▸ ASSIGNMENT
Your answer should be the line containing "self.params.len() == args.len()" and each line after it through the end of the data below, repeated exactly.

▸ AVAILABLE RECORDS

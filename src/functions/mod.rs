pub mod operators;
pub mod registry;
pub mod signature;

pub use registry::{
    FallbackFunction, Function, FunctionRegistry, Overload, Registration, Resolve,
    FALLBACK_IDENTIFIER,
};
pub use signature::{PrimitiveType, Signature, TypePattern};

/// Loads the default function set into `registry`.
pub fn register_functions(registry: &mut FunctionRegistry) {
    operators::register(registry);
}
use proc_macro::TokenStream;
use quote::quote;
use syn::spanned::Spanned;
use syn::{parse_macro_input, FnArg, ItemFn, PatType, Type};

/// Turns a function with typed parameters into a handler taking `&[Value]`.
///
/// The generated function checks the argument count, converts each argument
/// positionally and fails with `EvalError::Arity` or `EvalError::ArgumentType`.
/// `Value` and `EvalError` must be in scope where the attribute is used.
///
/// Supported parameter types: `i64`, `f64`, `Number`, `bool`, `String`,
/// `Value`, `Vec<Value>` and `ObjectMap`.
#[proc_macro_attribute]
pub fn evaluation_fn(_attr: TokenStream, item: TokenStream) -> TokenStream {
    let input = parse_macro_input!(item as ItemFn);
    let vis = &input.vis;
    let fn_name = &input.sig.ident;
    let fn_name_str = fn_name.to_string();
    let fn_args = &input.sig.inputs;
    let fn_body = &input.block;
    let fn_output = &input.sig.output;
    let attrs = &input.attrs;

    let mut arg_extractions = Vec::new();

    for (i, arg) in fn_args.iter().enumerate() {
        let FnArg::Typed(PatType { pat, ty, .. }) = arg else {
            return syn::Error::new(arg.span(), "methods are not supported")
                .to_compile_error()
                .into();
        };
        let arg_name = match **pat {
            syn::Pat::Ident(ref ident) => &ident.ident,
            _ => {
                return syn::Error::new(pat.span(), "unsupported argument pattern")
                    .to_compile_error()
                    .into()
            }
        };
        let position = i + 1;

        let type_ident = match **ty {
            Type::Path(ref type_path) => type_path.path.segments.last().map(|s| &s.ident),
            _ => None,
        };
        let Some(type_ident) = type_ident else {
            return syn::Error::new(ty.span(), "unsupported argument type")
                .to_compile_error()
                .into();
        };

        let (conversion, expected) = match type_ident.to_string().as_str() {
            "i64" => (quote! { args[#i].as_i64() }, "numeric"),
            "f64" => (quote! { args[#i].as_f64() }, "numeric"),
            "Number" => (quote! { args[#i].to_number() }, "numeric"),
            "bool" => (quote! { Some(args[#i].is_truthy()) }, "bool"),
            "String" => (quote! { args[#i].to_display_string() }, "string"),
            "Value" => (quote! { Some(args[#i].clone()) }, "mixed"),
            "Vec" => (quote! { args[#i].as_array().map(|a| a.to_vec()) }, "array"),
            "ObjectMap" => (quote! { args[#i].as_object().cloned() }, "object"),
            other => {
                return syn::Error::new(ty.span(), format!("unsupported type {}", other))
                    .to_compile_error()
                    .into()
            }
        };

        arg_extractions.push(quote! {
            let #arg_name: #ty = #conversion.ok_or_else(|| EvalError::ArgumentType {
                function: #fn_name_str.to_string(),
                position: #position,
                expected: #expected,
            })?;
        });
    }

    let args_len = arg_extractions.len();
    let expanded = quote! {
        #(#attrs)*
        #vis fn #fn_name(args: &[Value]) #fn_output {
            if args.len() != #args_len {
                return Err(EvalError::Arity {
                    function: #fn_name_str.to_string(),
                    expected: #args_len,
                    found: args.len(),
                });
            }

            #(#arg_extractions)*

            #fn_body
        }
    };

    TokenStream::from(expanded)
}
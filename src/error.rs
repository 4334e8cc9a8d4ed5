use thiserror::Error;

/// Errors raised while tokenizing, parsing, resolving or evaluating an expression.
///
/// Every error aborts the whole evaluation. Errors returned by host handlers
/// are passed through to the caller untouched.
#[derive(Error, Debug)]
pub enum EvalError {
    /// No lexical rule matched at `offset` (in bytes).
    #[error("unexpected input at offset {offset}: {fragment:?}")]
    Lexical { offset: usize, fragment: String },

    /// Grammar violation; `position` is the index of the offending token.
    #[error("syntax error at token {position}: {message}")]
    Syntax { position: usize, message: String },

    /// Call to an unregistered identifier with no fallback handler.
    #[error("function '{name}' is not defined")]
    UndefinedFunction { name: String },

    /// No declared signature of an overload set fits the arguments.
    #[error("function '{name}' arguments do not match ({})", .signatures.join(") or ("))]
    Argument {
        name: String,
        signatures: Vec<String>,
    },

    /// Malformed signature string given at registration time.
    #[error("invalid signature '{signature}': {message}")]
    Signature { signature: String, message: String },

    #[error("function '{function}' expects {expected} arguments, got {found}")]
    Arity {
        function: String,
        expected: usize,
        found: usize,
    },

    #[error("function '{function}' argument {position} must be {expected}")]
    ArgumentType {
        function: String,
        position: usize,
        expected: &'static str,
    },

    #[error("division by zero")]
    DivisionByZero,

    /// Error raised by host handler code.
    #[error("{0}")]
    Host(Box<dyn std::error::Error + Send + Sync>),
}

impl EvalError {
    pub fn host<E>(error: E) -> Self
    where
        E: Into<Box<dyn std::error::Error + Send + Sync>>,
    {
        EvalError::Host(error.into())
    }

    pub(crate) fn syntax(position: usize, message: impl Into<String>) -> Self {
        EvalError::Syntax {
            position,
            message: message.into(),
        }
    }
}

pub type EvalResult<T> = Result<T, EvalError>;
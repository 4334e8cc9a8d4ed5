mod evaluator;
mod parser;

pub use evaluator::*;
pub use parser::{ExpressionParser as Parser, MAX_DEPTH};

/// Kind of a literal; the raw text is converted at evaluation time.
#[derive(Debug, Copy, Clone, PartialEq, Eq, Hash)]
pub enum LiteralKind {
    Integer,
    Float,
    String,
    Boolean,
}

#[derive(Debug, Clone, PartialEq)]
pub enum ASTNode {
    Literal {
        kind: LiteralKind,
        text: String,
    },
    Array(Vec<ASTNode>),
    /// Entries in source order. Keys are always string literals.
    Object(Vec<(ASTNode, ASTNode)>),
    /// Explicit call or a desugared operator.
    FunctionCall {
        name: String,
        args: Vec<ASTNode>,
    },
}

impl ASTNode {
    pub fn literal(kind: LiteralKind, text: impl Into<String>) -> Self {
        ASTNode::Literal {
            kind,
            text: text.into(),
        }
    }

    pub fn call(name: impl Into<String>, args: Vec<ASTNode>) -> Self {
        ASTNode::FunctionCall {
            name: name.into(),
            args,
        }
    }

    /// Number of nodes in this subtree, including `self`.
    pub fn node_count(&self) -> usize {
        1 + match self {
            ASTNode::Literal { .. } => 0,
            ASTNode::Array(items) => items.iter().map(ASTNode::node_count).sum(),
            ASTNode::Object(entries) => entries
                .iter()
                .map(|(k, v)| k.node_count() + v.node_count())
                .sum(),
            ASTNode::FunctionCall { args, .. } => args.iter().map(ASTNode::node_count).sum(),
        }
    }
}

/// Operators of the expression language. Each one is evaluated by calling
/// the function registered under its reserved identifier.
#[derive(Debug, Copy, Clone, PartialEq, Eq, Hash)]
pub enum Operator {
    Or,
    And,
    StrictEqual,
    StrictNotEqual,
    Equal,
    NotEqual,
    Add,
    Subtract,
    Concat,
    Multiply,
    Divide,
    Modulo,
    Not,
}

impl Operator {
    pub fn function_name(&self) -> &'static str {
        match self {
            Operator::Or => "__or",
            Operator::And => "__and",
            Operator::StrictEqual => "__equal_strict",
            Operator::StrictNotEqual => "__not_equal_strict",
            Operator::Equal => "__equal",
            Operator::NotEqual => "__not_equal",
            Operator::Add => "__add",
            Operator::Subtract => "__sub",
            Operator::Concat => "__concat",
            Operator::Multiply => "__mul",
            Operator::Divide => "__div",
            Operator::Modulo => "__mod",
            Operator::Not => "__not",
        }
    }

    pub fn symbol(&self) -> &'static str {
        match self {
            Operator::Or => "||",
            Operator::And => "&&",
            Operator::StrictEqual => "===",
            Operator::StrictNotEqual => "!==",
            Operator::Equal => "==",
            Operator::NotEqual => "!=",
            Operator::Add => "+",
            Operator::Subtract => "-",
            Operator::Concat => ".",
            Operator::Multiply => "*",
            Operator::Divide => "/",
            Operator::Modulo => "%",
            Operator::Not => "!",
        }
    }
}

impl TryFrom<&str> for Operator {
    type Error = String;

    fn try_from(value: &str) -> Result<Self, Self::Error> {
        match value {
            "||" => Ok(Operator::Or),
            "&&" => Ok(Operator::And),
            "===" => Ok(Operator::StrictEqual),
            "!==" => Ok(Operator::StrictNotEqual),
            "==" => Ok(Operator::Equal),
            "!=" => Ok(Operator::NotEqual),
            "+" => Ok(Operator::Add),
            "-" => Ok(Operator::Subtract),
            "." => Ok(Operator::Concat),
            "*" => Ok(Operator::Multiply),
            "/" => Ok(Operator::Divide),
            "%" => Ok(Operator::Modulo),
            "!" => Ok(Operator::Not),
            _ => Err(format!("Unknown operator: {}", value)),
        }
    }
}
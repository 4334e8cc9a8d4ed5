use crate::error::{EvalError, EvalResult};
use crate::value::Value;
use std::fmt;
use std::str::FromStr;

/// Primitive type names usable in a signature.
#[derive(Debug, Copy, Clone, PartialEq, Eq, Hash)]
pub enum PrimitiveType {
    /// Integer, float, or a string holding a number.
    Numeric,
    Integer,
    Float,
    String,
    Bool,
    Array,
    /// Object maps and opaque host values.
    Object,
    Null,
    /// Anything.
    Mixed,
}

impl PrimitiveType {
    pub fn accepts(&self, value: &Value) -> bool {
        match self {
            PrimitiveType::Numeric => value.is_numeric(),
            PrimitiveType::Integer => matches!(value, Value::Integer(_)),
            PrimitiveType::Float => matches!(value, Value::Float(_)),
            PrimitiveType::String => matches!(value, Value::String(_)),
            PrimitiveType::Bool => matches!(value, Value::Bool(_)),
            PrimitiveType::Array => matches!(value, Value::Array(_)),
            PrimitiveType::Object => matches!(value, Value::Object(_) | Value::Opaque(_)),
            PrimitiveType::Null => matches!(value, Value::Null),
            PrimitiveType::Mixed => true,
        }
    }

    pub fn name(&self) -> &'static str {
        match self {
            PrimitiveType::Numeric => "numeric",
            PrimitiveType::Integer => "integer",
            PrimitiveType::Float => "float",
            PrimitiveType::String => "string",
            PrimitiveType::Bool => "bool",
            PrimitiveType::Array => "array",
            PrimitiveType::Object => "object",
            PrimitiveType::Null => "null",
            PrimitiveType::Mixed => "mixed",
        }
    }
}

impl FromStr for PrimitiveType {
    type Err = String;

    fn from_str(s: &str) -> Result<Self, Self::Err> {
        match s.trim() {
            "numeric" => Ok(PrimitiveType::Numeric),
            "integer" => Ok(PrimitiveType::Integer),
            "float" => Ok(PrimitiveType::Float),
            "string" => Ok(PrimitiveType::String),
            "bool" => Ok(PrimitiveType::Bool),
            "array" => Ok(PrimitiveType::Array),
            "object" => Ok(PrimitiveType::Object),
            "null" => Ok(PrimitiveType::Null),
            "mixed" => Ok(PrimitiveType::Mixed),
            other => Err(format!("unknown type '{}'", other)),
        }
    }
}

/// Union of primitive types accepted at one parameter position, e.g. `string|null`.
#[derive(Debug, Clone, PartialEq, Eq)]
pub struct TypePattern(Vec<PrimitiveType>);

impl TypePattern {
    pub fn accepts(&self, value: &Value) -> bool {
        self.0.iter().any(|ty| ty.accepts(value))
    }

    pub fn types(&self) -> &[PrimitiveType] {
        &self.0
    }
}

impl From<Vec<PrimitiveType>> for TypePattern {
    fn from(types: Vec<PrimitiveType>) -> Self {
        TypePattern(types)
    }
}

impl FromStr for TypePattern {
    type Err = String;

    fn from_str(s: &str) -> Result<Self, Self::Err> {
        s.split('|')
            .map(PrimitiveType::from_str)
            .collect::<Result<Vec<_>, _>>()
            .map(TypePattern)
    }
}

impl fmt::Display for TypePattern {
    fn fmt(&self, f: &mut fmt::Formatter<'_>) -> fmt::Result {
        let names: Vec<_> = self.0.iter().map(PrimitiveType::name).collect();
        write!(f, "{}", names.join("|"))
    }
}

/// Ordered parameter patterns of one overload, e.g. `numeric,string|null`.
///
/// The declared text is kept as written; it identifies the overload inside
/// its set and is what diagnostics report.
#[derive(Debug, Clone, PartialEq, Eq)]
pub struct Signature {
    text: String,
    params: Vec<TypePattern>,
}

impl Signature {
    pub fn parse(text: &str) -> EvalResult<Self> {
        let params = if text.trim().is_empty() {
            Vec::new()
        } else {
            text.split(',')
                .map(TypePattern::from_str)
                .collect::<Result<Vec<_>, _>>()
                .map_err(|message| EvalError::Signature {
                    signature: text.to_string(),
                    message,
                })?
        };

        Ok(Self {
            text: text.to_string(),
            params,
        })
    }

    /// Builds a signature from already typed patterns. The text is the
    /// canonical `a|b,c` rendering.
    pub fn from_patterns(params: Vec<TypePattern>) -> Self {
        let text = params
            .iter()
            .map(TypePattern::to_string)
            .collect::<Vec<_>>()
            .join(",");
        Self { text, params }
    }

    pub fn text(&self) -> &str {
        &self.text
    }

    pub fn params(&self) -> &[TypePattern] {
        &self.params
    }

    pub fn arity(&self) -> usize {
        self.params.len()
    }

    /// Same parameter count, and every argument accepted by its pattern.
    pub fn matches(&self, args: &[Value]) -> bool {
        self.params.len() == args.len()
            && self
                .params
                .iter()
                .zip(args)
                .all(|(pattern, arg)| pattern.accepts(arg))
    }
}

impl fmt::Display for Signature {
    fn fmt(&self, f: &mut fmt::Formatter<'_>) -> fmt::Result {
        f.write_str(&self.text)
    }
}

▸ RESULT FOR THIS TASK
        self.params.len() == args.len()
            && self
                .params
                .iter()
                .zip(args)
                .all(|(pattern, arg)| pattern.accepts(arg))
    }
}

impl fmt::Display for Signature {
    fn fmt(&self, f: &mut fmt::Formatter<'_>) -> fmt::Result {
        f.write_str(&self.text)
    }
}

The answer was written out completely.